Cherylyn Hurtig of Royal is an expert canner who taught me how to use a pressure canner for meat. I may rely on her skills for a future meat canning article.
My Cowboy Candy recipe is based on recipes at Fresh Preserving, and the websites Chili Pepper Madness, Foodie With Family, and The Chunky Chef. In my first article, I am doing something that is NOT recommended, altering a recipe. But my alterations are simply more sugar than the sanctioned Ball recipe, which is not generally considered dangerous. Oh, well. But here is an idea if you don’t want to can. You could make this recipe and store the jars in the refrigerator for up to three months.
So let’s get started with Cowboy Candy. First, make sure you wear gloves. It’s imperative with jalapeños. Before slicing, decide whether you want to use the seeds. I use all of them since the point of this recipe is a spicy hot condiment.
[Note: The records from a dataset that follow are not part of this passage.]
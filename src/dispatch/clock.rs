//! Monotonic clock and fixed-rate tick scheduling

use std::cell::Cell;
use std::rc::Rc;
use std::time::{Duration, Instant};

/// Monotonic time source
pub trait Clock {
    /// Time since the clock's origin; never decreases
    fn now(&self) -> Duration;
}

/// Wall clock backed by `Instant`
pub struct MonotonicClock {
    origin: Instant,
}

impl Default for MonotonicClock {
    fn default() -> Self {
        Self {
            origin: Instant::now(),
        }
    }
}

impl MonotonicClock {
    pub fn new() -> Self {
        Self::default()
    }
}

impl Clock for MonotonicClock {
    fn now(&self) -> Duration {
        self.origin.elapsed()
    }
}

/// Hand-driven clock for simulation and tests
///
/// Clones share the same time.
#[derive(Debug, Clone, Default)]
pub struct ManualClock {
    now: Rc<Cell<Duration>>,
}

impl ManualClock {
    pub fn new() -> Self {
        Self::default()
    }

    pub fn advance(&self, by: Duration) {
        self.now.set(self.now.get() + by);
    }

    /// Jump to `t`; earlier times are ignored to stay monotonic
    pub fn set(&self, t: Duration) {
        self.now.set(self.now.get().max(t));
    }
}

impl Clock for ManualClock {
    fn now(&self) -> Duration {
        self.now.get()
    }
}

/// Fixed-rate tick gate
///
/// Fires at most once per check. On firing the reference moves to *now*
/// rather than advancing by one interval, so a long stall yields a single
/// tick instead of a burst of catch-up ticks.
#[derive(Debug, Clone)]
pub struct TickScheduler {
    interval: Duration,
    last_tick: Duration,
}

impl TickScheduler {
    pub fn new(interval: Duration, now: Duration) -> Self {
        Self {
            interval,
            last_tick: now,
        }
    }

    /// Tick interval for a refresh rate in Hz
    ///
    /// Rates too small to express saturate at `Duration::MAX`.
    pub fn interval_for(refresh_hz: f64) -> Duration {
        Duration::try_from_secs_f64(1.0 / refresh_hz).unwrap_or(Duration::MAX)
    }

    /// Is a tick due at `now`? Records the tick if so.
    pub fn due(&mut self, now: Duration) -> bool {
        if now.saturating_sub(self.last_tick) >= self.interval {
            self.mark(now);
            true
        } else {
            false
        }
    }

    /// Record a tick fired at `now`
    pub fn mark(&mut self, now: Duration) {
        self.last_tick = self.last_tick.max(now);
    }

    pub fn interval(&self) -> Duration {
        self.interval
    }

    pub fn last_tick(&self) -> Duration {
        self.last_tick
    }
}
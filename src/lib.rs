//! jamloop - input and frame dispatch loop for small interactive devices
//!
//! # Architecture
//!
//! ```text
//! ┌──────────────────────────────────────────────────┐
//! │                  ResourceGuard                   │
//! ├──────────────────────────────────────────────────┤
//! │  PollingBackend            QueuedBackend         │
//! │  TTY → KeyDecoder          HostEventLoop         │
//! │  libinput → edge::diff       (ChannelHost,       │
//! │  gilrs → edge::diff           ReplayScript)      │
//! │             ↓                    ↓               │
//! │        Dispatcher::route / tick (Clock)          │
//! │                    ↓                             │
//! │     AppHooks: on_key on_click on_button on_tick  │
//! └──────────────────────────────────────────────────┘
//! ```
//!
//! Input arrives at irregular times from either a direct polling loop or an
//! external host event loop. Both are normalized into `InputEvent`s, routed
//! through one `Dispatcher`, and interleaved with a fixed-rate tick driven
//! by a monotonic clock. Leased devices are handed back on every exit path.

pub mod config;
pub mod constants;
pub mod dispatch;
pub mod error;
pub mod host;
pub mod input;
pub mod session;

pub use config::{BackendKind, Config};
pub use dispatch::{
    AppHooks, Clock, DispatchStats, Dispatcher, Exit, InputBackend, ManualClock, MonotonicClock,
    PollingBackend, QueuedBackend,
};
pub use error::{Error, Result};
pub use input::{InputEvent, KeyToken, MouseButton};
pub use session::{Interrupt, Release, ResourceGuard};
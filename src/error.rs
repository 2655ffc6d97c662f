//! Error types for jamloop
//!
//! Only fatal conditions are errors. Transient absence (no device, no bytes)
//! and partial input are represented as empty results and never reach here.

use thiserror::Error;

/// The main error type for dispatch loop operations
#[derive(Debug, Error)]
pub enum Error {
    #[error("Input stream error: {0}")]
    Stream(#[from] std::io::Error),

    #[error("Input stream closed")]
    StreamClosed,

    #[error("{device} device error: {message}")]
    Device { device: &'static str, message: String },

    #[error("Host event loop error: {0}")]
    Host(String),

    #[error("Configuration error: {0}")]
    Config(String),

    #[error("Failed to release {resource}: {message}")]
    Release {
        resource: &'static str,
        message: String,
    },
}

/// Result type alias for dispatch loop operations
pub type Result<T> = std::result::Result<T, Error>;

impl Error {
    /// Build a device error from anything printable
    pub fn device(device: &'static str, err: impl std::fmt::Display) -> Self {
        Error::Device {
            device,
            message: err.to_string(),
        }
    }
}

impl From<nix::errno::Errno> for Error {
    fn from(errno: nix::errno::Errno) -> Self {
        Error::Stream(std::io::Error::from(errno))
    }
}

impl From<toml::de::Error> for Error {
    fn from(err: toml::de::Error) -> Self {
        Error::Config(err.to_string())
    }
}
And depending on your particular jalapeños, they do tone down in the cooking process.
Makes 3 to 4 pint jars
3 pounds jalapeños, washed and sliced
1 ½ teas salt
2 ½ cups cider vinegar
6 cups white sugar
1 teas turmeric
½ teas celery seed
½ teas ginger
You can slice the peppers about ¼-inch thick with a knife or whatever slicer you prefer. (I recently bought an inexpensive mandolin. After looking at it, I chickened out and decided to get rid of it.) I have a hand-crank slicer, but a food processor would work well if you have one.
Add all the ingredients except the jalapeños to a large saucepan and bring the mixture to boiling. Stir. When the sugar is dissolved, add the jalapeños. Turn the heat down and simmer for 15 minutes. The jalapeños will look somewhat shriveled, but they will plump up as they sit in the jars after canning.
After you ladle peppers into the hot jars, add hot brine and leave ½-inch headspace. Run a knife or chopstick around the inside to remove bubbles, then make sure to carefully clean the top of the jar. Screw the lids on fingertip tight. Put the jars into the canner, cover, and process for 20 minutes. The Ball recipe says 15 minutes, but we add 5 minutes to that because of Nebraska’s elevation.
After the 20 minutes, remove the lid, turn off the burner and let the jars stand for 5 minutes. Then use a jar lifter to remove the hot jars and place on a towel or rack on a counter that is away from drafts. Do not disturb the jars for 12 to 24 hours. At the end of the time, check the lids for seals. Refrigerate any jars that are not sealed. Store the rest in a cool, dark place.
Several sources suggest that these jars not be opened for several weeks to give the peppers time to cure in the jar. It might be hard to wait that long.
Cowboy Candy can be canned in pint jars, but I usually go with half and quarter pints since most of us don’t use a huge amount of a hot condiment on a serving of food.
If you want another idea for jalapeños, the Sure-Jell packet insert has a recipe for Hot Pepper Relish. It’s a good recipe that calls for bell peppers and jalapeños. When I make it, I use at least half jalapeños, but I do remove the seeds.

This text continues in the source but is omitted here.